Re:Speaking as a Game Marketer and Linux User... (1)

walnutmon (988223) | more than 7 years ago | (#15821516)

Mac may be reasonable soon, because they are getting more users, and they can run windows, and run on Intel.

Linux may never be reasonable. What company wants to go through all the added work, for little profit, and a very good chance that their games will just be pirated anyways. Think about who uses Linux at home, not exactly the group EA is going to see as being very profitable.

If you are a gamer, get Windows. You don't have to like everything about an Op system to run games on it. Seriously, it costs 100 dollars, and makes gaming easy.

Speaking as a game developer... (0)

Anonymous Coward | more than 7 years ago | (#15821594)

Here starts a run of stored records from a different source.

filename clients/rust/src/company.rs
use crate::{APIResponse, BaseClient, CompanyPatch, CompanyProfile, ID};
use company_registry_api_structs::*;
use reqwest::StatusCode;
use std::sync::Arc;

#[derive(Clone)]
pub struct CompanyClient {
    base: Arc<BaseClient>,
}

pub struct UpdateCompanyInput {
    pub company_id: ID,
    pub patch: CompanyPatch,
}

impl CompanyClient {
    pub(crate) fn new(base: Arc<BaseClient>) -> Self {
        Self { base }
    }

    pub async fn list(&self) -> APIResponse<list_companies::APIResponse> {
        self.base.get("companies".into(), StatusCode::OK).await
    }

    pub async fn create(
        &self,
        profile: CompanyProfile,
    ) -> APIResponse<create_company::APIResponse> {
        self.base
            .post(profile, "companies".into(), StatusCode::OK)
            .await
    }

    pub async fn get(&self, company_id: ID) -> APIResponse<get_company::APIResponse> {
        self.base
            .get(format!("companies/{}", company_id), StatusCode::OK)
            .await
    }

    pub async fn update(
        &self,
        input: UpdateCompanyInput,
    ) -> APIResponse<update_company::APIResponse> {
        self.base
            .put(
                input.patch,
                format!("companies/{}", input.company_id),
                StatusCode::OK,
            )
            .await
    }

    pub async fn delete(&self, company_id: ID) -> APIResponse<delete_company::APIResponse> {
        self.base
            .delete(format!("companies/{}", company_id), StatusCode::OK)
            .await
    }

    pub async fn compare(&self, ids: Vec<ID>) -> APIResponse<compare_companies::APIResponse> {
        let body = compare_companies::RequestBody { ids };
        self.base
            .post(body, "compare".into(), StatusCode::OK)
            .await
    }
}
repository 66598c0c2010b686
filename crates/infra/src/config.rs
use std::{fmt::Display, str::FromStr};
use tracing::warn;

#[derive(Debug, Clone)]
pub struct Config {
    /// Port for the application to run on
    pub port: usize,
    /// Whether pending migrations are applied when the context is created
    pub run_migrations: bool,
    pub database: DatabaseConfig,
}

/// Connection settings for the companies database.
///
/// `DATABASE_URL` takes precedence over the individual `DB_*` variables.
#[derive(Clone)]
pub struct DatabaseConfig {
    pub url: Option<String>,
    pub host: String,
    pub port: u16,
    pub user: String,
    pub password: String,
    pub name: String,
    /// Upper bound of pooled connections
    pub max_connections: u32,
    /// How long a request waits for a pooled connection before the
    /// database is considered unavailable
    pub acquire_timeout_secs: u64,
}

impl std::fmt::Debug for DatabaseConfig {
    fn fmt(&self, f: &mut std::fmt::Formatter<'_>) -> std::fmt::Result {
        f.debug_struct("DatabaseConfig")
            .field("url", &self.url.as_ref().map(|_| "<redacted>"))
            .field("host", &self.host)
            .field("port", &self.port)
            .field("user", &self.user)
            .field("name", &self.name)
            .field("max_connections", &self.max_connections)
            .field("acquire_timeout_secs", &self.acquire_timeout_secs)
            .finish()
    }
}

fn parse_env<T>(key: &str, default: T) -> T
where
    T: FromStr + Display,
{
    match std::env::var(key) {
        Ok(value) => match value.parse::<T>() {
            Ok(value) => value,
            Err(_) => {
                warn!(
                    "The given {}: {} is not valid, falling back to the default: {}.",
                    key, value, default
                );
                default
            }
        },
        Err(_) => default,
    }
}

fn string_env(key: &str, default: &str) -> String {
    std::env::var(key).unwrap_or_else(|_| default.into())
}

impl DatabaseConfig {
    pub fn new() -> Self {
        Self {
            url: std::env::var("DATABASE_URL").ok(),
            host: string_env("DB_HOST", "localhost"),
            port: parse_env("DB_PORT", 5432),
            user: string_env("DB_USER", "postgres"),
            password: string_env("DB_PASSWORD", ""),
            name: string_env("DB_NAME", "company_registry"),
            max_connections: parse_env("DB_MAX_CONNECTIONS", 5),
            acquire_timeout_secs: parse_env("DB_ACQUIRE_TIMEOUT_SECS", 5),
        }
    }
}

impl Default for DatabaseConfig {
    fn default() -> Self {
        Self::new()
    }
}

impl Config {
    pub fn new() -> Self {
        Self {
            port: parse_env("PORT", 5000),
            run_migrations: parse_env("RUN_MIGRATIONS", true),
            database: DatabaseConfig::new(),
        }
    }
}

impl Default for Config {
    fn default() -> Self {
        Self::new()
    }
}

You don't know wtf you are talking about. Ask Carmack how much extra time was required to make any of id's games portable. It takes almost no time at all, if you simply use portable libraries. Its only a problem to support non-windows OSs if you are a dumbass and use directx.

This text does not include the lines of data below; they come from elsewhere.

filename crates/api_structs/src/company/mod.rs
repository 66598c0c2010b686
pub mod api;
pub mod dtos;
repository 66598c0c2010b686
use actix_web::{web, HttpResponse};
use company_registry_api_structs::get_registry_status::APIResponse;

/// Answers without touching storage
async fn registry_status() -> HttpResponse {
    HttpResponse::Ok().json(APIResponse::new(
        env!("CARGO_PKG_NAME"),
        env!("CARGO_PKG_VERSION"),
    ))
}

pub fn configure_routes(cfg: &mut web::ServiceConfig) {
    cfg.route("/status", web::get().to(registry_status));
}
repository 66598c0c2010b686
use crate::{APIResponse, BaseClient};
use company_registry_api_structs::*;
use reqwest::StatusCode;
use std::sync::Arc;

#[derive(Clone)]
pub struct StatusClient {
    base: Arc<BaseClient>,
}

impl StatusClient {
    pub(crate) fn new(base: Arc<BaseClient>) -> Self {
        Self { base }
    }

    pub async fn check_health(&self) -> APIResponse<get_registry_status::APIResponse> {
        self.base.get("status".into(), StatusCode::OK).await
    }
}
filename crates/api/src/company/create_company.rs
use crate::{
    error::RegistryError,
    shared::usecase::{execute, UseCase},
};
use actix_web::{web, HttpResponse};
use company_registry_api_structs::create_company::*;
use company_registry_domain::{Company, CompanyProfile, InvalidCompanyError};
use company_registry_infra::{RegistryContext, RepoError};

pub async fn create_company_controller(
    body: web::Json<RequestBody>,
    ctx: web::Data<RegistryContext>,
) -> Result<HttpResponse, RegistryError> {
    let usecase = CreateCompanyUseCase { profile: body.0 };

    execute(usecase, &ctx)
        .await
        .map(|company| {
            HttpResponse::Ok().json(APIResponse::new(
                "Company information was registered.",
                company.id,
            ))
        })
        .map_err(RegistryError::from)
}

#[derive(Debug)]
struct CreateCompanyUseCase {
    pub profile: CompanyProfile,
}

#[derive(Debug)]
enum UseCaseError {
    InvalidCompany(InvalidCompanyError),
    Storage(RepoError),
}

impl From<UseCaseError> for RegistryError {
    fn from(e: UseCaseError) -> Self {
        match e {
            UseCaseError::InvalidCompany(e) => Self::BadClientData(e.to_string()),
            UseCaseError::Storage(e) => {
                Self::from_storage(e, "An error occurred during registration.")
            }
        }
    }
}

#[async_trait::async_trait(?Send)]
impl UseCase for CreateCompanyUseCase {
    type Response = Company;

    type Error = UseCaseError;

    const NAME: &'static str = "CreateCompany";

    async fn execute(&mut self, ctx: &RegistryContext) -> Result<Self::Response, Self::Error> {
        self.profile
            .validate()
            .map_err(UseCaseError::InvalidCompany)?;

        ctx.repos
            .companies
            .insert(&self.profile)
            .await
            .map_err(UseCaseError::Storage)
    }
}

Re:Speaking as a game developer... (1)

laffer1 (701823) | more than 7 years ago | (#15821658)

Ok that is a stretch. id outsources to Aspyr for their Mac ports. The linux version is done primarily as a dedicated server platform. It makes their games popular since you can run them on a reliable server platform.

Also the code is still linux/mac/windows centric. Try compiling the SDK for one of their games on FreeBSD for example. It won't get that far. I've tried this with enemy territory. Obviously I don't have the whole engine, but it was simply a curiosity. Of course FreeBSD wasn't a target platform, but it also shows the code isn't automatically portable to anything without some work.

I applaud id for their linux and Mac releases. Enemy Territory is still my favorite game and I can't wait for quake wars.

Re:Speaking as a Game Marketer and Linux User... (4, Insightful)

nukem996 (624036) | more than 7 years ago | (#15821678)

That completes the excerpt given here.